DATA START

//! Diagnostics for shape refinement.
//!
//! Tessellation never repairs its input, but it does notice a few things a
//! caller usually wants to know about: degenerate (zero-area) triangles that
//! will receive no samples, and normals that collapsed to zero while being
//! re-normalized after averaging.
//!
//! # Example
//!
//! ```ignore
//! use ghx_shape::geom::{tessellate_shape, Shape};
//!
//! let diagnostics = tessellate_shape(&mut shape)?;
//! if !diagnostics.is_clean() {
//!     log::warn!("{}", diagnostics.summary());
//! }
//! ```

use std::fmt;

use super::metrics::ShapeTimingReport;

/// Counts and warnings collected while refining a shape.
#[derive(Debug, Default, Clone, PartialEq)]
pub struct ShapeDiagnostics {
    /// Total number of vertices after the operation.
    pub vertex_count: usize,

    /// Number of point elements after the operation.
    pub point_count: usize,

    /// Number of line elements after the operation.
    pub line_count: usize,

    /// Number of triangle elements after the operation.
    pub triangle_count: usize,

    /// Number of tessellation passes applied.
    pub levels: usize,

    /// Number of edges split (equal to the number of new vertices), summed
    /// over all passes.
    pub split_edge_count: usize,

    /// Number of zero-area input triangles seen, summed over all passes.
    ///
    /// Degenerate triangles are kept; they simply carry no sampling weight.
    pub degenerate_triangle_count: usize,

    /// Number of normals that could not be re-normalized and were set to zero.
    pub zero_normal_count: usize,

    /// Optional timing breakdown, populated with the `shape_metrics` feature.
    pub timing: Option<ShapeTimingReport>,

    /// Human-readable warnings.
    pub warnings: Vec<String>,
}

impl ShapeDiagnostics {
    #[must_use]
    pub fn new() -> Self {
        Self::default()
    }

    /// Returns `true` if no degenerate input or collapsed normals were seen.
    #[must_use]
    pub fn is_clean(&self) -> bool {
        self.degenerate_triangle_count == 0
            && self.zero_normal_count == 0
            && self.warnings.is_empty()
    }

    #[must_use]
    pub fn has_warnings(&self) -> bool {
        !self.warnings.is_empty()
    }

    pub fn add_warning(&mut self, warning: impl Into<String>) {
        self.warnings.push(warning.into());
    }

    /// Folds the diagnostics of a later pass into this one.
    ///
    /// Element and vertex counts describe the final state and are taken from
    /// `next`; per-pass counters are summed and warnings appended.
    pub fn absorb_pass(&mut self, next: &ShapeDiagnostics) {
        self.vertex_count = next.vertex_count;
        self.point_count = next.point_count;
        self.line_count = next.line_count;
        self.triangle_count = next.triangle_count;
        self.levels += next.levels;
        self.split_edge_count += next.split_edge_count;
        self.degenerate_triangle_count += next.degenerate_triangle_count;
        self.zero_normal_count += next.zero_normal_count;
        self.warnings.extend(next.warnings.iter().cloned());
    }

    /// Returns a short summary string suitable for logging.
    ///
    /// Format: `"V:{vertices} L:{lines} T:{triangles} [issues...]"`
    #[must_use]
    pub fn summary(&self) -> String {
        let mut parts = vec![format!(
            "V:{} L:{} T:{}",
            self.vertex_count, self.line_count, self.triangle_count
        )];

        if self.point_count > 0 {
            parts.push(format!("P:{}", self.point_count));
        }
        if self.split_edge_count > 0 {
            parts.push(format!("split:{}", self.split_edge_count));
        }
        if self.degenerate_triangle_count > 0 {
            parts.push(format!("degenerate:{}", self.degenerate_triangle_count));
        }
        if self.zero_normal_count > 0 {
            parts.push(format!("zero-normals:{}", self.zero_normal_count));
        }

        parts.join(" ")
    }
}

impl fmt::Display for ShapeDiagnostics {
    fn fmt(&self, f: &mut fmt::Formatter<'_>) -> fmt::Result {
        writeln!(f, "Shape Diagnostics:")?;
        writeln!(f, "  Vertices: {}", self.vertex_count)?;
        writeln!(f, "  Points: {}", self.point_count)?;
        writeln!(f, "  Lines: {}", self.line_count)?;
        writeln!(f, "  Triangles: {}", self.triangle_count)?;
        writeln!(f, "  Levels: {} ({} edges split)", self.levels, self.split_edge_count)?;

        if self.degenerate_triangle_count > 0 {
            writeln!(f, "  Degenerate triangles: {}", self.degenerate_triangle_count)?;
        }
        if self.zero_normal_count > 0 {
            writeln!(f, "  Zero normals: {}", self.zero_normal_count)?;
        }

        if !self.warnings.is_empty() {
            writeln!(f, "  Warnings:")?;
            for warning in &self.warnings {
                writeln!(f, "    - {warning}")?;
            }
        }

        if let Some(ref timing) = self.timing {
            writeln!(f, "  Timing: {} ms total", timing.total_ms())?;
        }

        let status = if self.is_clean() { "CLEAN" } else { "ISSUES DETECTED" };
        writeln!(f, "  Status: {status}")?;

        Ok(())
    }
}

DATA END

If a line in the records above has the word "that", copy it.

//! caller usually wants to know about: degenerate (zero-area) triangles that
//! will receive no samples, and normals that collapsed to zero while being
    /// Number of normals that could not be re-normalized and were set to zero.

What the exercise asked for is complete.